Video Library: Melammu Symposium Talks Available – Panel II, Part 1

Published: May 27, 2020
The availability of talks from the Fourteenth Melammu Symposium, “Contextualizing Iranian Religions in the Ancient World,” continues with the first two talks from the second panel, “Ancient Egypt and Persia.”  These videos include the presentations of Kathlyn Cooney (University of California, Los Angeles) and Damien Agut-Labordère (French National Center for Scientific Research).

The Invention of Monotheism in Ancient Egypt

Recorded: February 18, 2020
Event: Contextualizing Iranian Religions in the Ancient World
by Kathlyn Cooney (University of California, Los Angeles)

Akhenaten’s policy of religious reform has been described in such terms as radical and epiphanic conversion to monotheism, moderate and organic movement to a limitedly practiced henotheism, and even as a conceptual form of natural philosophy not focused on religion at all. While there is clear disagreement over the motivations for the shift to Atenism in Egypt, one thing is certain: The abrupt end to Akhenaten’s 17-year reign left the pogrom instituted by the king towards the pantheon of Egyptian deities unfinished, and thus the end-goal of Akhenaten’s campaign was never truly realized. Regardless of his intentions, Akhenaten fostered a nascent religious system in which one god was elevated above all others. He left behind a wealth of artistic, textual, and archaeological evidence that showcases the conceptual transition to the worship of one deity responsible for the creation and perpetuation of the universe. This talk aims to explore this surviving Amarna evidence to identify potential parallels and synergies with Mazdean traditions.

Religious Interactions Between Persians and Egyptians in Achaemenid Egypt

Recorded: February 18, 2020
Event: Contextualizing Iranian Religions in the Ancient World
by Damien Agut-Labordère (French National Center for Scientific Research)

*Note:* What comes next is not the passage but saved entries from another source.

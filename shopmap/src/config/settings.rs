//! Settings structs for all configuration sections.
//!
//! Each struct represents one `[section]` of the INI config file.
//! These are pure data types with no parsing or serialization logic.

use std::path::PathBuf;

/// Complete application configuration loaded from config.ini.
#[derive(Debug, Clone, Default, PartialEq)]
pub struct ConfigFile {
    /// Viewport and debounce settings
    pub map: MapSettings,
    /// Tile cache settings
    pub cache: CacheSettings,
    /// Store backend settings
    pub stores: StoreSettings,
    /// Routing server settings
    pub route: RouteSettings,
    /// Logging settings
    pub logging: LoggingSettings,
}

/// `[map]` section.
#[derive(Debug, Clone, PartialEq, Eq)]
pub struct MapSettings {
    /// Viewports below this zoom never fetch
    pub min_fetch_zoom: u8,
    /// Tiles of padding around the visible range
    pub tile_padding: u32,
    /// Quiet period after the last camera event, in milliseconds
    pub debounce_ms: u64,
    /// Highest zoom accepted from the map
    pub max_zoom: u8,
}

/// `[cache]` section.
#[derive(Debug, Clone, PartialEq, Eq)]
pub struct CacheSettings {
    /// Maximum number of tiles remembered
    pub capacity: usize,
    /// Seconds before a served tile counts as missing again (0 = never)
    pub ttl_secs: u64,
}

/// `[stores]` section.
#[derive(Debug, Clone, PartialEq, Eq)]
pub struct StoreSettings {
    /// Listing endpoint URL (None = not configured)
    pub endpoint: Option<String>,
    /// Bearer token for the listing endpoint
    pub bearer_token: Option<String>,
    /// Request timeout in seconds
    pub timeout_secs: u64,
}

/// `[route]` section.
#[derive(Debug, Clone, PartialEq, Eq)]
pub struct RouteSettings {
    /// OSRM base URL
    pub osrm_url: String,
    /// OSRM profile (driving, walking, cycling)
    pub profile: String,
}

/// `[logging]` section.
#[derive(Debug, Clone, PartialEq, Eq)]
pub struct LoggingSettings {
    /// Directory for the log file
    pub directory: PathBuf,
    /// Log file name
    pub file: String,
}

In this presentation, I shall not focus on the relationship of the Persian crown and Egyptian temples, but rather address the question of religious interactions between Persians and Egyptians during the first Persian domination (526–400 BCE), and in the first half of the 4th century BCE. My approach will be resolutely micro-historical. I will begin by examining how some Persians serving the Great King in Egypt adopted all or part of the Egyptian funeral rites, for it is in this context that the phenomenon of acculturation of Iranians living in Egypt is most apparent. Subsequently, I shall examine how Egyptians may have integrated Persian elements into their religious practices and worshiped the Great King as a god. Finally, I seek to demonstrate that these phenomena of acculturation do not occur in all of Egypt, but are inscribed within a geography that corresponds unsurprisingly to the centers of Persian power in the Nile Valley.

About the Fourteenth Melammu Symposium
The Pourdavoud Center for the Study of the Iranian World convened the 14th Melammu Symposium, “Contextualizing Iranian Religions in the Ancient World,” at UCLA on February 18-20, 2020. The international three-day symposium held at Royce Hall explored Iranian religions in light of ancient Near Eastern traditions and precedents. It hosted scholars whose work pertains to the interchange of ideas and practices between the ancient Near East, Egypt, the Classical and Hellenistic worlds, and ancient Iran. The overarching themes of the symposium encompassed: Elam, the Ancient Near East, and Persia; Ancient Egypt and Persia; the Divine in Achaemenid Material Culture; (Post-)Achaemenid Religious Practices in Literary Traditions; Religions and Religious Policy in the Hellenistic and Arsacid Worlds; and the Religious Landscape of the Sasanian World.
About the Melammu Project and Symposia
The main aim of the Melammu Project is to investigate the continuity, transformation, and diffusion of Mesopotamian and ancient Near Eastern cultures from the third millennium BCE until the rise of Islam and beyond. The Melammu Symposia provide a forum, in which the cultural continuity and transformation in the ancient world may be assessed systematically in the longue durée. While the Melammu Symposia typically concentrate on discrete themes, their emphasis remains on cross-cultural perspectives and the continued interchange of ideas between specialists in different disciplines.